Produce as output only the lines below starting at the line with "let mut files: Vec<PathBuf>" and continuing through the line with "another test/ subdirectory.", each one exactly as written.

^^^^

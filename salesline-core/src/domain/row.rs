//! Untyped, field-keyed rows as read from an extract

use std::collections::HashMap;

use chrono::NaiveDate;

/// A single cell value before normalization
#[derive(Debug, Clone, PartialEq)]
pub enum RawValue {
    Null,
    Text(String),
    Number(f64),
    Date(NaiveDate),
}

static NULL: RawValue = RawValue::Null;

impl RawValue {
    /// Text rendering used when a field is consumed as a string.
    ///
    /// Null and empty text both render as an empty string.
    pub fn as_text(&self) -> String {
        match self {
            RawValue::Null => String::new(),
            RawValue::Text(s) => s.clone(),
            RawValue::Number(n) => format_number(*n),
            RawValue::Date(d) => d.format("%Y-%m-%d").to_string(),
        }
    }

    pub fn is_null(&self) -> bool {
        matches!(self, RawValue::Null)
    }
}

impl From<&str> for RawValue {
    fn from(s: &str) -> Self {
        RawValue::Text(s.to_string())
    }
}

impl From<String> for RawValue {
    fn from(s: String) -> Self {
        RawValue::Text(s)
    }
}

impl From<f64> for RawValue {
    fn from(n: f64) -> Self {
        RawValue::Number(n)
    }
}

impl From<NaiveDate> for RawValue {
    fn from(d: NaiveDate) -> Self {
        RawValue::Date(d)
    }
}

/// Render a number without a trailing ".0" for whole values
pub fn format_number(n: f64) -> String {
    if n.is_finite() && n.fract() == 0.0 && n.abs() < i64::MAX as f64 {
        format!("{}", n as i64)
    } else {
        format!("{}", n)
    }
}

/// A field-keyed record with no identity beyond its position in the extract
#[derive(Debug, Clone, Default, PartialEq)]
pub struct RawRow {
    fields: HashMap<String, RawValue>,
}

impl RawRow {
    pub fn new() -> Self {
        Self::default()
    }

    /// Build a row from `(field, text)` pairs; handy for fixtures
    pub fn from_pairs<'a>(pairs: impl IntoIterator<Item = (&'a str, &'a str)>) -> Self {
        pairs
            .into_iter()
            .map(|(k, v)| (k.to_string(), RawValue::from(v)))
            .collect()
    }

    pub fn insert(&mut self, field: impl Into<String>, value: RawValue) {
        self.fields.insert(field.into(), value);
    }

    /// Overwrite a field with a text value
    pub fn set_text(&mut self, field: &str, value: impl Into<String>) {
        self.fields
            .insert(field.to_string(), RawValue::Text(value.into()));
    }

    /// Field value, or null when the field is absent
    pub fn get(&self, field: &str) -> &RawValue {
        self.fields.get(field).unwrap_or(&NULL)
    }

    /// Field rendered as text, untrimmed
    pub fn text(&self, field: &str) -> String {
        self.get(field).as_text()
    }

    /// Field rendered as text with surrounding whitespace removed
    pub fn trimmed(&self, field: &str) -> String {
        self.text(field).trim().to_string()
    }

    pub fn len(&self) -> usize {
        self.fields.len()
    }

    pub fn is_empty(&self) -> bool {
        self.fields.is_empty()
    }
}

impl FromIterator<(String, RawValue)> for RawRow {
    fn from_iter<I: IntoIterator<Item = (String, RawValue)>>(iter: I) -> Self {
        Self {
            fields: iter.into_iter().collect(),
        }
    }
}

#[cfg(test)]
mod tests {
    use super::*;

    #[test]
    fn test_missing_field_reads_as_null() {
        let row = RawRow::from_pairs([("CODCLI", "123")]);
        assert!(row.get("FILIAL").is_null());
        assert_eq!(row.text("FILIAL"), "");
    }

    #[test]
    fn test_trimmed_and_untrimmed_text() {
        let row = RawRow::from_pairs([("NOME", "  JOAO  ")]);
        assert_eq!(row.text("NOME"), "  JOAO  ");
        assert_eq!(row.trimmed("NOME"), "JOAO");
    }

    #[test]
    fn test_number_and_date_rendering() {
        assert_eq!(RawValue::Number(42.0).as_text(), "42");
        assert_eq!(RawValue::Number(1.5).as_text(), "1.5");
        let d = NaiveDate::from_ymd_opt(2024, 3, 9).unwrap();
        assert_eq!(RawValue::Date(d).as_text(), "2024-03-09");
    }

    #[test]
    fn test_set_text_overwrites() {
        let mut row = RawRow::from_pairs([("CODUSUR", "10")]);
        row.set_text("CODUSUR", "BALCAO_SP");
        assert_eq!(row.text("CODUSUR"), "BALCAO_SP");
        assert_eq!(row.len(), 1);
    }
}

^^^^

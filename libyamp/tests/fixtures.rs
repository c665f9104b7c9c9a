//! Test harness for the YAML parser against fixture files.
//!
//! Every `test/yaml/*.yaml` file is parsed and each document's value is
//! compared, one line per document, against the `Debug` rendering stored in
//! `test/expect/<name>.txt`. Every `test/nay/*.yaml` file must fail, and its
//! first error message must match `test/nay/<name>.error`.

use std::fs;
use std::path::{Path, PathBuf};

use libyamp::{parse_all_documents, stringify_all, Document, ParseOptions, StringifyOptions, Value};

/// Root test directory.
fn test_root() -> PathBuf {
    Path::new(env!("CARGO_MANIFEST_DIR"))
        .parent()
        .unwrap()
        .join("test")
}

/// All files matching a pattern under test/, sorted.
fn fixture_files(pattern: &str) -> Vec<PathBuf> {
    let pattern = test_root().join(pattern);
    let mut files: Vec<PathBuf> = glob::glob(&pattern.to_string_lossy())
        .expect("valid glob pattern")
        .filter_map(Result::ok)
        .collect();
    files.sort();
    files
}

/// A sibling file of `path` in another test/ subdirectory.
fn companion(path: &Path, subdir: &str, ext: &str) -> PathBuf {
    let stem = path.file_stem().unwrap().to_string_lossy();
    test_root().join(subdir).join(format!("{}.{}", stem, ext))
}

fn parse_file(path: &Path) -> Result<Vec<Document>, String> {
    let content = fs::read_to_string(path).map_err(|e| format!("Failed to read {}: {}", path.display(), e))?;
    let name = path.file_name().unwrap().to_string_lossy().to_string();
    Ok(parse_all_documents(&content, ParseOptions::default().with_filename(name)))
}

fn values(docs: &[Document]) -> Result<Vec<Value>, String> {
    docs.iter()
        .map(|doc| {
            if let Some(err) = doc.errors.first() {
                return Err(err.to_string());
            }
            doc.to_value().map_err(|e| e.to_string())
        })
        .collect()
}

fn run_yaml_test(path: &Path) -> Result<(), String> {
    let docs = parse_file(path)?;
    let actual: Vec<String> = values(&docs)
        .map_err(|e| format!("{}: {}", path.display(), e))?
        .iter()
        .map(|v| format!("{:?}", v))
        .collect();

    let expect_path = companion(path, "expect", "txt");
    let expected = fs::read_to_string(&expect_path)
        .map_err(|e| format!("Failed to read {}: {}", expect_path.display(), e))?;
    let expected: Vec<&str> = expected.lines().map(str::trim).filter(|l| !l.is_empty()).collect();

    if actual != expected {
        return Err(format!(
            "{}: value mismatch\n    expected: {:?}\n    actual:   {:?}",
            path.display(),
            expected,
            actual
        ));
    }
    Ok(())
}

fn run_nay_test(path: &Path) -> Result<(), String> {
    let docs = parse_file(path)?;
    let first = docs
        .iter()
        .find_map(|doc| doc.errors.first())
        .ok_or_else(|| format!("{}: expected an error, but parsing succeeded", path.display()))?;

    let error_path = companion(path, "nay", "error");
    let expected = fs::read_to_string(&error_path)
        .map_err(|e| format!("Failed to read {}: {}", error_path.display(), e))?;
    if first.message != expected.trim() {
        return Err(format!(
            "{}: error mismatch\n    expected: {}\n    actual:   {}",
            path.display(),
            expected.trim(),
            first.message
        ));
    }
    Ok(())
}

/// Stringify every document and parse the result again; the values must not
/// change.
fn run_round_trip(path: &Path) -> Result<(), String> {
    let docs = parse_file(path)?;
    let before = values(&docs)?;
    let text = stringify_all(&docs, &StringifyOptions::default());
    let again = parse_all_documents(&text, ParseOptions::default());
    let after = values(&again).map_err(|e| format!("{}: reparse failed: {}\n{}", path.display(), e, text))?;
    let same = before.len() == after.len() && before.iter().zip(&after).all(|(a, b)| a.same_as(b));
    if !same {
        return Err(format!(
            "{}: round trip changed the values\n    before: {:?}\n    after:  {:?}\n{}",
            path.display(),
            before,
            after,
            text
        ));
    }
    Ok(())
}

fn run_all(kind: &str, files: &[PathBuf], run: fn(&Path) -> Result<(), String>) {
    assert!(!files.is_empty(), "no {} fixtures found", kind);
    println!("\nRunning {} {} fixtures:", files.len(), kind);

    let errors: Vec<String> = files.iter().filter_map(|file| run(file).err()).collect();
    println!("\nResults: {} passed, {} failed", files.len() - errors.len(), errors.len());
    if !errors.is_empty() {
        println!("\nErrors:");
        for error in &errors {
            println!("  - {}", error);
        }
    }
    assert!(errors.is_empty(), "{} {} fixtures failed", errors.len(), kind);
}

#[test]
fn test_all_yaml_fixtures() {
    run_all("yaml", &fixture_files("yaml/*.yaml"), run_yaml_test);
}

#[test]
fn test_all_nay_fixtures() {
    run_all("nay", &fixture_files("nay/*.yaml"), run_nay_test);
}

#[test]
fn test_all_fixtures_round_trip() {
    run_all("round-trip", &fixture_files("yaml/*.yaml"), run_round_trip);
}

^^^^

*Reply*
    let mut files: Vec<PathBuf> = glob::glob(&pattern.to_string_lossy())
        .expect("valid glob pattern")
        .filter_map(Result::ok)
        .collect();
    files.sort();
    files
}

/// A sibling file of `path` in another test/ subdirectory.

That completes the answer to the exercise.